Кульминация рассказа определена мощным световым потоком: «резкий жаркий свет под жестяным абажуром» [Булгаков, 1989, т. 1, с. 78] — сцена в операционной. Последняя показывает читателю борьбу за жизнь девушки при очень слабой надежде на победу, причём читатель на уровне подсознания чувствует неоднозначность исхода этой схватки. Кульминация рассказа пронизана борьбой цвета, когда при описании процесса операции лидирует то красный, то белый цвет притом, что полярность семантики красного и белого постоянно меняется в зависимости от контекста. Красный выступает в негативной коннотации тогда, когда изображает кровь страшно изорванных тканей; красный несёт позитивную семантику, если обозначает кровь, которая должна быть, но которой нет (как залог жизненных сил): «ведь у неё же нет крови!» [Булгаков, 1989, т. 1, с. 79]. Негативный белый — это смертельная бледность и простынь, которой укрывают девушку с головой, как умершую; белый с позитивной коннотацией — это белые халаты врачей-спасителей и знак чистоты чувств девушки к молодому доктору (белое полотенце). Решающую функцию пограничного между смертью и жизнью индикатора выполняет жёлтый цвет — это спасительное камфарное масло и жёлтый «живой свет лампы-молнии» [Булгаков, 1989, т. 1, с. 78]. При обращении к сцене операции видно, что по окончании последней белый цвет в коннотации смерти остаётся лидировать в окружении мощных эмоционально-символических индикаторов: синий и восковой (традиционно понимаемые как цвета смерти). Эта цветовая ситуация эмоционально обосновывает уверенность самого доктора в неминуемой смерти девушки: «когда умрёт, обязательно пришлите за мной, — приказал я фельдшеру» [Булгаков, 1989, т. 1, с. 81]. Однако на фоне негативных цветовых индикаторов присутствуют и позитивные: автор постоянно называет её «полутруп», «она лежала, как труп, но не умерла» [Булгаков, 1989, т. 1, с. 78, 80]. В конце сцены красный несколько раз упомянут в позитивном значении.

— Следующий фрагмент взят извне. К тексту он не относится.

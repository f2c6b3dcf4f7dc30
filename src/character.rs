//! Character profiles and their visual representations.
//!
//! # Contracts
//! - **Invariant**: an expression's `id` never changes once generated; `display_name` may.
//! - **Invariant**: references to expressions are stored by `id`, never by display name.

use schemars::JsonSchema;
use serde::{Deserialize, Serialize};
use uuid::Uuid;

/// Stable identifier of an expression mapping entry.
#[derive(Clone, Copy, Debug, PartialEq, Eq, Hash, PartialOrd, Ord, Serialize, Deserialize, JsonSchema)]
#[serde(transparent)]
pub struct ExpressionId(Uuid);

impl ExpressionId {
    /// Generates a fresh, globally unique id.
    pub fn generate() -> Self {
        Self(Uuid::new_v4())
    }

    pub const fn from_uuid(uuid: Uuid) -> Self {
        Self(uuid)
    }

    pub fn parse(value: &str) -> Option<Self> {
        Uuid::parse_str(value.trim()).ok().map(Self)
    }

    pub fn is_nil(&self) -> bool {
        self.0.is_nil()
    }
}

impl std::fmt::Display for ExpressionId {
    fn fmt(&self, f: &mut std::fmt::Formatter<'_>) -> std::fmt::Result {
        write!(f, "{}", self.0)
    }
}

/// Opaque handle to an engine-side asset (sprite, prefab, clip, controller).
#[derive(Clone, Debug, PartialEq, Eq, Hash, Serialize, Deserialize, JsonSchema)]
#[serde(transparent)]
pub struct AssetRef(pub String);

impl AssetRef {
    pub fn new(path: impl Into<String>) -> Self {
        Self(path.into())
    }

    pub fn as_str(&self) -> &str {
        &self.0
    }
}

/// Which side of the dialogue box a character is drawn on.
#[derive(Clone, Copy, Debug, Default, PartialEq, Eq, Serialize, Deserialize, JsonSchema)]
#[serde(rename_all = "snake_case")]
pub enum ScreenSide {
    #[default]
    Left,
    Center,
    Right,
}

/// How a resolved expression is drawn.
#[derive(Clone, Copy, Debug, PartialEq, Serialize, Deserialize, JsonSchema)]
#[serde(default)]
pub struct DisplayOptions {
    pub flip_x: bool,
    pub flip_y: bool,
    pub scale: f32,
    pub side: ScreenSide,
}

impl Default for DisplayOptions {
    fn default() -> Self {
        Self {
            flip_x: false,
            flip_y: false,
            scale: 1.0,
            side: ScreenSide::Left,
        }
    }
}

/// Per-line display tweaks. Every present field replaces its counterpart outright.
#[derive(Clone, Copy, Debug, Default, PartialEq, Serialize, Deserialize, JsonSchema)]
#[serde(default)]
pub struct DisplayOptionsOverride {
    pub flip_x: Option<bool>,
    pub flip_y: Option<bool>,
    pub scale: Option<f32>,
    pub side: Option<ScreenSide>,
}

impl DisplayOptions {
    pub fn with_override(self, patch: &DisplayOptionsOverride) -> Self {
        Self {
            flip_x: patch.flip_x.unwrap_or(self.flip_x),
            flip_y: patch.flip_y.unwrap_or(self.flip_y),
            scale: patch.scale.unwrap_or(self.scale),
            side: patch.side.unwrap_or(self.side),
        }
    }
}

/// Sprite pair for one expression.
#[derive(Clone, Debug, PartialEq, Serialize, Deserialize, JsonSchema)]
pub struct SpriteExpression {
    pub id: ExpressionId,
    pub display_name: String,
    pub portrait: Option<AssetRef>,
    pub full_body: Option<AssetRef>,
    #[serde(default)]
    pub display: DisplayOptions,
}

/// Animator/material override for one expression of a prefab representation.
#[derive(Clone, Debug, PartialEq, Serialize, Deserialize, JsonSchema)]
pub struct PrefabExpression {
    pub id: ExpressionId,
    pub display_name: String,
    pub animator_override: Option<AssetRef>,
    #[serde(default)]
    pub material_override: Option<AssetRef>,
    #[serde(default)]
    pub display: DisplayOptions,
}

/// Visual payload of a representation.
#[derive(Clone, Debug, PartialEq, Serialize, Deserialize, JsonSchema)]
#[serde(tag = "kind", rename_all = "snake_case")]
pub enum RepresentationKind {
    SpriteSet {
        expressions: Vec<SpriteExpression>,
    },
    Prefab {
        prefab: AssetRef,
        expressions: Vec<PrefabExpression>,
    },
}

/// A named visual bundle of a character.
#[derive(Clone, Debug, PartialEq, Serialize, Deserialize, JsonSchema)]
pub struct Representation {
    pub name: String,
    #[serde(flatten)]
    pub kind: RepresentationKind,
}

impl Representation {
    pub fn expression_count(&self) -> usize {
        match &self.kind {
            RepresentationKind::SpriteSet { expressions } => expressions.len(),
            RepresentationKind::Prefab { expressions, .. } => expressions.len(),
        }
    }

    /// Ids of all expression entries, in authored order.
    pub fn expression_ids(&self) -> Vec<ExpressionId> {
        match &self.kind {
            RepresentationKind::SpriteSet { expressions } => {
                expressions.iter().map(|entry| entry.id).collect()
            }
            RepresentationKind::Prefab { expressions, .. } => {
                expressions.iter().map(|entry| entry.id).collect()
            }
        }
    }

    /// Looks up the id of the first expression with the given display name.
    ///
    /// For authoring tools only; playback references expressions by id.
    pub fn expression_id_by_display_name(&self, display_name: &str) -> Option<ExpressionId> {
        match &self.kind {
            RepresentationKind::SpriteSet { expressions } => expressions
                .iter()
                .find(|entry| entry.display_name == display_name)
                .map(|entry| entry.id),
            RepresentationKind::Prefab { expressions, .. } => expressions
                .iter()
                .find(|entry| entry.display_name == display_name)
                .map(|entry| entry.id),
        }
    }
}

/// A speaking or displayed character.
#[derive(Clone, Debug, PartialEq, Serialize, Deserialize, JsonSchema)]
pub struct CharacterProfile {
    pub id: String,
    pub display_name: String,
    /// Hex color for the name plate, e.g. `#ffcc00`.
    #[serde(default)]
    pub name_color: Option<String>,
    #[serde(default)]
    pub is_player: bool,
    /// Token in line text replaced by `player_name` (e.g. `{PlayerName}`).
    #[serde(default)]
    pub player_placeholder: Option<String>,
    #[serde(default)]
    pub player_name: Option<String>,
    #[serde(default)]
    pub representations: Vec<Representation>,
}

impl CharacterProfile {
    pub fn new(id: impl Into<String>, display_name: impl Into<String>) -> Self {
        Self {
            id: id.into(),
            display_name: display_name.into(),
            name_color: None,
            is_player: false,
            player_placeholder: None,
            player_name: None,
            representations: Vec::new(),
        }
    }

    pub fn representation(&self, name: &str) -> Option<&Representation> {
        self.representations.iter().find(|rep| rep.name == name)
    }

    /// Name shown on the dialogue plate.
    pub fn speaker_name(&self) -> &str {
        match self.player_name.as_deref() {
            Some(name) if self.is_player && !name.trim().is_empty() => name,
            _ => &self.display_name,
        }
    }
}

В эпилоге девушка предстаёт перед нами не просто живой, а находящейся в состоянии духовного подъёма: она влюблена, и в сцене вручения подарка доктору в цветовых образах выражается основная мысль рассказа: ключевой деталью здесь становятся уже не герои, а «длинное снежно-белое полотенце с безыскусственным красным вышитым петухом» [Булгаков, 1989, т. 1, с. 82]. Прежде всего, оно объединяет в себе белый и красный цвета в их позитивной коннотации: белый (спасение жизни) и красный (сама жизнь). Позитивная семантика белого и красного выделяется образом-индикатором искрящихся глаз, имеющим устойчивое значение исключительного позитивного эмоционального состояния. Этот элемент выводит читателя на восприятие второго семантического слоя: белый — чистота чувств девушки, красный — собственно чувства, страсть. Данный двухслойный символ, соединяющий цвета «Алла-прима» (тесное расположение двух и более цветовых пятен для оптического смешения), венчает образ девичьего румянца: «она поглядела на меня, и щёки её замело розовой краской» [Булгаков, 1989, т. 1, с. 82]. Не просто румянцем, а именно розовой краской: писатель хотел подчеркнуть момент механического смешения красного цвета (выносливость, непреодолимую тягу к жизни — от девушки) и белого (спасение — от доктора), которое в результате даёт высшую ценность для человека — любовь, выражаемую нежным розовым цветом. Подлинность чувства доказывает своеобразный антитетический параллелизм: прежде доктор говорит девушке о том, что «в Москве... устроят протез, искусственную ногу», и тут же появляется её подарок: «безыскусственный вышитый петух» [Булгаков, 1989, т. 1, с. 82]. Эта форма авторская, в буквальном смысле неясной семантики, но в образном — призванная составить антитезу образу искусственной ноги. В форме авторского слова, приставкой — без ослабляющей роль трагедии, очевидна идея силы жизни и силы любви как победы чистого, естественного над преждевременной смертью.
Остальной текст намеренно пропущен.